[About this exercise]
An exact copy of all the data is the expected answer.

[Information provided]

-- Opening Marker --

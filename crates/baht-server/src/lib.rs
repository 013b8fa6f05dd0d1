// HTTP API for the bookkeeping services.

pub mod auth;
pub mod error;
pub mod routes;
pub mod state;

pub use routes::build_router;
pub use state::{AppState, SharedState};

-- Closing Marker --

[Task output]
filename crates/baht-server/src/lib.rs
repository 013b8fa6f05dd0d1
// HTTP API for the bookkeeping services.

pub mod auth;
pub mod error;
pub mod routes;
pub mod state;

pub use routes::build_router;
pub use state::{AppState, SharedState};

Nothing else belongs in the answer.